**Data to examine**.
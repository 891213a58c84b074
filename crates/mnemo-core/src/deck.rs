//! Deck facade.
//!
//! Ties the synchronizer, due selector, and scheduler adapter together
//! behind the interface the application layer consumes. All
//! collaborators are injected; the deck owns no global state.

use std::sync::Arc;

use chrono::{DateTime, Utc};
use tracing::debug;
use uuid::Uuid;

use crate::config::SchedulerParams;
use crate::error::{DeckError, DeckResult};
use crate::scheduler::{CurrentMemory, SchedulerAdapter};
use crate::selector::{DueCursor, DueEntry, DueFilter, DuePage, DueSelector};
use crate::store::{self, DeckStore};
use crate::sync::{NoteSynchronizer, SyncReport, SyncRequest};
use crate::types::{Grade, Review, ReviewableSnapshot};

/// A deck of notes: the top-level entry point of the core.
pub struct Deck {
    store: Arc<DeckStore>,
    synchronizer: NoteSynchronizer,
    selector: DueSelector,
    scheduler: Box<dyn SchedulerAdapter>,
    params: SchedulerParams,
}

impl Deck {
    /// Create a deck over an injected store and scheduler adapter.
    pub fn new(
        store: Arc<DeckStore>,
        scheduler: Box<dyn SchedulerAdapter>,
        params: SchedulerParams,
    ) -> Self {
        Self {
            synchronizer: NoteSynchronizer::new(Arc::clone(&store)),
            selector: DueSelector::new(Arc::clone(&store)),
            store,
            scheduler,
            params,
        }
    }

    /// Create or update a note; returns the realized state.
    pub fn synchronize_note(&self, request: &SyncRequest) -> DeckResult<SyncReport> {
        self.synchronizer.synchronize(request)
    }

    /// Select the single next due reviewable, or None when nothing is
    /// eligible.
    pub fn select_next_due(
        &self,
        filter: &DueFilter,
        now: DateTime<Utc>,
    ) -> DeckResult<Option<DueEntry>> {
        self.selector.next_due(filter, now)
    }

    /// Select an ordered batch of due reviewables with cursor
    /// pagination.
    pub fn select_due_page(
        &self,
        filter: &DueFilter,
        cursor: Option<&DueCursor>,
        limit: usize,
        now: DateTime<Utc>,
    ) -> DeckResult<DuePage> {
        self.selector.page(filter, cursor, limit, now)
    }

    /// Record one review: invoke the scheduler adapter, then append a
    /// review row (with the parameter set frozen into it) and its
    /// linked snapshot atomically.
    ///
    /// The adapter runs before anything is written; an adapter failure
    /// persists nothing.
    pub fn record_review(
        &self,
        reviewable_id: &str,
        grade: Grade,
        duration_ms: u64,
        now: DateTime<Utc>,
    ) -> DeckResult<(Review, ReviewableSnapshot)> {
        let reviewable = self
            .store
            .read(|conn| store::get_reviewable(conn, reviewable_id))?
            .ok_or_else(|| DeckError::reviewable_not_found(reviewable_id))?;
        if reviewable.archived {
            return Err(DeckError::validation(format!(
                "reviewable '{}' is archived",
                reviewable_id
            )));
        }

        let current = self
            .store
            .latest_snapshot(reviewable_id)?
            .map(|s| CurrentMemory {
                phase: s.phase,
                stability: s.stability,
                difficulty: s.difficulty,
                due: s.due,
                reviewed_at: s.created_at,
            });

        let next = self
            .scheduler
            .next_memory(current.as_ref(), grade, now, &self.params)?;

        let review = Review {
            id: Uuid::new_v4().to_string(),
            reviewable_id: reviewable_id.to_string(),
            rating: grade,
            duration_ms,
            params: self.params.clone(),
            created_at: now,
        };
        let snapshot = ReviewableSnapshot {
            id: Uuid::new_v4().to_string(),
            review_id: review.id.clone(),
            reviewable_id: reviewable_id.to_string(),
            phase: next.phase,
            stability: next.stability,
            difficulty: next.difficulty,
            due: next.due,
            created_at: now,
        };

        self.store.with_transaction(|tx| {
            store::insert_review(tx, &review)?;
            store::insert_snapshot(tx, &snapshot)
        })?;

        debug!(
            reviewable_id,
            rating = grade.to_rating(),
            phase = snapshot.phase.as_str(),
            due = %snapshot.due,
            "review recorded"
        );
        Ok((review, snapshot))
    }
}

**How to complete this task**. The material above is to be transcribed in full, exactly as it appears.

**Task result**.
repository 891213a58c84b074
filename crates/mnemo-core/src/deck.rs
//! Deck facade.
//!
//! Ties the synchronizer, due selector, and scheduler adapter together
//! behind the interface the application layer consumes. All
//! collaborators are injected; the deck owns no global state.

use std::sync::Arc;

use chrono::{DateTime, Utc};
use tracing::debug;
use uuid::Uuid;

use crate::config::SchedulerParams;
use crate::error::{DeckError, DeckResult};
use crate::scheduler::{CurrentMemory, SchedulerAdapter};
use crate::selector::{DueCursor, DueEntry, DueFilter, DuePage, DueSelector};
use crate::store::{self, DeckStore};
use crate::sync::{NoteSynchronizer, SyncReport, SyncRequest};
use crate::types::{Grade, Review, ReviewableSnapshot};

/// A deck of notes: the top-level entry point of the core.
pub struct Deck {
    store: Arc<DeckStore>,
    synchronizer: NoteSynchronizer,
    selector: DueSelector,
    scheduler: Box<dyn SchedulerAdapter>,
    params: SchedulerParams,
}

impl Deck {
    /// Create a deck over an injected store and scheduler adapter.
    pub fn new(
        store: Arc<DeckStore>,
        scheduler: Box<dyn SchedulerAdapter>,
        params: SchedulerParams,
    ) -> Self {
        Self {
            synchronizer: NoteSynchronizer::new(Arc::clone(&store)),
            selector: DueSelector::new(Arc::clone(&store)),
            store,
            scheduler,
            params,
        }
    }

    /// Create or update a note; returns the realized state.
    pub fn synchronize_note(&self, request: &SyncRequest) -> DeckResult<SyncReport> {
        self.synchronizer.synchronize(request)
    }

    /// Select the single next due reviewable, or None when nothing is
    /// eligible.
    pub fn select_next_due(
        &self,
        filter: &DueFilter,
        now: DateTime<Utc>,
    ) -> DeckResult<Option<DueEntry>> {
        self.selector.next_due(filter, now)
    }

    /// Select an ordered batch of due reviewables with cursor
    /// pagination.
    pub fn select_due_page(
        &self,
        filter: &DueFilter,
        cursor: Option<&DueCursor>,
        limit: usize,
        now: DateTime<Utc>,
    ) -> DeckResult<DuePage> {
        self.selector.page(filter, cursor, limit, now)
    }

    /// Record one review: invoke the scheduler adapter, then append a
    /// review row (with the parameter set frozen into it) and its
    /// linked snapshot atomically.
    ///
    /// The adapter runs before anything is written; an adapter failure
    /// persists nothing.
    pub fn record_review(
        &self,
        reviewable_id: &str,
        grade: Grade,
        duration_ms: u64,
        now: DateTime<Utc>,
    ) -> DeckResult<(Review, ReviewableSnapshot)> {
        let reviewable = self
            .store
            .read(|conn| store::get_reviewable(conn, reviewable_id))?
            .ok_or_else(|| DeckError::reviewable_not_found(reviewable_id))?;
        if reviewable.archived {
            return Err(DeckError::validation(format!(
                "reviewable '{}' is archived",
                reviewable_id
            )));
        }

        let current = self
            .store
            .latest_snapshot(reviewable_id)?
            .map(|s| CurrentMemory {
                phase: s.phase,
                stability: s.stability,
                difficulty: s.difficulty,
                due: s.due,
                reviewed_at: s.created_at,
            });

        let next = self
            .scheduler
            .next_memory(current.as_ref(), grade, now, &self.params)?;

        let review = Review {
            id: Uuid::new_v4().to_string(),
            reviewable_id: reviewable_id.to_string(),
            rating: grade,
            duration_ms,
            params: self.params.clone(),
            created_at: now,
        };
        let snapshot = ReviewableSnapshot {
            id: Uuid::new_v4().to_string(),
            review_id: review.id.clone(),
            reviewable_id: reviewable_id.to_string(),
            phase: next.phase,
            stability: next.stability,
            difficulty: next.difficulty,
            due: next.due,
            created_at: now,
        };

        self.store.with_transaction(|tx| {
            store::insert_review(tx, &review)?;
            store::insert_snapshot(tx, &snapshot)
        })?;

        debug!(
            reviewable_id,
            rating = grade.to_rating(),
            phase = snapshot.phase.as_str(),
            due = %snapshot.due,
            "review recorded"
        );
        Ok((review, snapshot))
    }
}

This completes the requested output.